Word of advice … with a few exceptions, there is absolutely no need for most organizations to implement backup MX’s. In fact, if they are not setup and managed very carefully, they can cause significant harm to an organization.
In the past week I’ve had two people on my mailing lists get their subscriptions suspended because their companies backup MX’s were not configured properly.
For those who don’t know, a “Backup MX” is a mail server that can accept mail delivery if the primary mail server is not available. A domain’s DNS records have “MX” records that list the mail servers in order of priority. Sending mail servers will try to connect to the first receiving mail server on the MX list, if that connection fails, it will try the next, etc.
Why are they not needed and, more importantly, why can they cause harm?
Most sending mail server will try to deliver mail for a few days (generally around 5). Even if your mail server is down for a whole weekend, the sending server will continue delivery attempts.
Unless your organization is expecting a massive amount of email (and I’m talking about thousands of mail deliveries per second, the kind a major national ISP might get), most mail servers are more than capable of handling the load … and the extra work involved in maintaining the additional servers probably isn’t worth it.
If not configured properly, mail delivered to the backup MX might not be accepted … thus causing non-delivery errors. This is what happened to the subscribers to my lists. Their primary MX was accepting mail, but the backup MX wasn’t. The rejection messages were being processed by the list software and their subscriptions were suspended
Backup MX’s are often not as spam & virus resistant as primary MX’s. For this reason, spammers and virus writers often target backup MX’s instead of primary MX’s.

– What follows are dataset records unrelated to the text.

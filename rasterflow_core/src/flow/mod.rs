//! The job execution engine: a fixed-point loop of dimension propagation,
//! flatten rewrites, optimization, and partial execution over a mutable DAG.
//!
//! Each pass may change the graph's shape; every mutating stage restarts its
//! walk after a single rewrite rather than reasoning about stale node ids.
//! That costs O(n²) walks and is acceptable: graphs are tens to hundreds of
//! nodes.

pub mod definitions;
pub mod graph;
pub mod nodes;

use crate::codecs;
use crate::errors::{ErrorKind, Result};
use crate::io::IoProxy;
use crate::job::Job;
use crate::{here, nerror};
use log::{debug, trace};
use std::fs;
use std::process::Command;

use self::definitions::{NodeParams, NodeState};
use self::graph::{graph_walk, graph_walk_dependency_wise, Graph, VisitorAction};

/// Graph versions past this cap are no longer recorded.
const MAX_GRAPH_VERSIONS: i32 = 100;

/// Drives the graph to full execution, interleaving dimension propagation,
/// flatten, optimize, and execute phases until every live node has run or
/// the pass limit is hit.
pub fn job_execute(job: &mut Job, g: &mut Graph) -> Result<()> {
    job_notify_graph_changed(job, g).map_err(|e| e.at(here!()))?;
    job_link_codecs(job, g).map_err(|e| e.at(here!()))?;

    let mut passes: i32 = 0;
    while !job_graph_fully_executed(g) {
        if passes >= job.max_calc_flatten_execute_passes {
            let executed = g
                .live_nodes()
                .filter(|&id| {
                    g.node(id)
                        .map(|n| n.state.contains(NodeState::EXECUTED))
                        .unwrap_or(false)
                })
                .count();
            return Err(nerror!(
                ErrorKind::MaximumGraphPassesExceeded,
                "Maximum graph passes ({}) exceeded with {} of {} live nodes executed",
                job.max_calc_flatten_execute_passes,
                executed,
                g.live_node_count()
            ));
        }
        debug!(
            "job {}: pass {} of {}",
            job.debug_job_id,
            passes + 1,
            job.max_calc_flatten_execute_passes
        );
        job_populate_dimensions_where_certain(job, g).map_err(|e| e.at(here!()))?;
        job_notify_graph_changed(job, g).map_err(|e| e.at(here!()))?;
        graph_pre_optimize_flatten(job, g).map_err(|e| e.at(here!()))?;
        job_notify_graph_changed(job, g).map_err(|e| e.at(here!()))?;
        job_populate_dimensions_where_certain(job, g).map_err(|e| e.at(here!()))?;
        job_notify_graph_changed(job, g).map_err(|e| e.at(here!()))?;
        graph_optimize(job, g).map_err(|e| e.at(here!()))?;
        job_notify_graph_changed(job, g).map_err(|e| e.at(here!()))?;
        job_populate_dimensions_where_certain(job, g).map_err(|e| e.at(here!()))?;
        job_notify_graph_changed(job, g).map_err(|e| e.at(here!()))?;
        graph_post_optimize_flatten(job, g).map_err(|e| e.at(here!()))?;
        job_notify_graph_changed(job, g).map_err(|e| e.at(here!()))?;
        job_populate_dimensions_where_certain(job, g).map_err(|e| e.at(here!()))?;
        job_notify_graph_changed(job, g).map_err(|e| e.at(here!()))?;
        job_execute_where_certain(job, g).map_err(|e| e.at(here!()))?;
        passes += 1;

        job_notify_graph_changed(job, g).map_err(|e| e.at(here!()))?;
    }
    if job.next_graph_version > 0 && job.render_last_graph {
        job_render_graph_to_png(job, job.next_graph_version - 1).map_err(|e| e.at(here!()))?;
        if job.render_animated_graph {
            job_render_animated_graph(job).map_err(|e| e.at(here!()))?;
        }
    }
    Ok(())
}

/// True when every live node has executed.
pub fn job_graph_fully_executed(g: &Graph) -> bool {
    g.live_nodes().all(|id| {
        g.node(id)
            .map(|n| n.state.contains(NodeState::EXECUTED))
            .unwrap_or(false)
    })
}

/// Resolves codec bindings into every decoder/encoder node whose link is
/// still unset. Idempotent; re-running never changes an existing link.
pub fn job_link_codecs(job: &mut Job, g: &mut Graph) -> Result<()> {
    job_notify_graph_changed(job, g).map_err(|e| e.at(here!()))?;

    let ids: Vec<i32> = g.live_nodes().collect();
    for id in ids {
        let unresolved = match g.node(id).map(|n| &n.params) {
            Some(NodeParams::Decode {
                placeholder_id,
                codec_link: None,
            }) => Some(*placeholder_id),
            Some(NodeParams::Encode {
                placeholder_id,
                codec_link: None,
                ..
            }) => Some(*placeholder_id),
            _ => None,
        };
        if let Some(placeholder_id) = unresolved {
            let index = job.codec_instance_index(placeholder_id).ok_or_else(|| {
                nerror!(
                    ErrorKind::GraphInvalid,
                    "No matching codec or io found for placeholder id {} (node #{}).",
                    placeholder_id,
                    id
                )
            })?;
            if let Some(node) = g.node_mut(id) {
                match &mut node.params {
                    NodeParams::Decode { codec_link, .. }
                    | NodeParams::Encode { codec_link, .. } => *codec_link = Some(index),
                    _ => {}
                }
            }
            trace!(
                "job {}: linked placeholder id {} to binding {} (node #{})",
                job.debug_job_id,
                placeholder_id,
                index,
                id
            );
        }
    }
    Ok(())
}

In the end … backup MX’s do have their uses … but only if implemented where absolutely needed and managed very carefully.
Oh, and by the way, if you are having problems sending mail from a different system than your primary mail server … it’s not because you need a backup MX. It’s probably because the other system needs to have a reverse IP name setup in DNS. Many mail servers are configured to reject mail sent from systems that do not have reverse IP dns entries setup.
[tags]SMTP, mail, email, Mail Servers, MX records, DNS[/tags]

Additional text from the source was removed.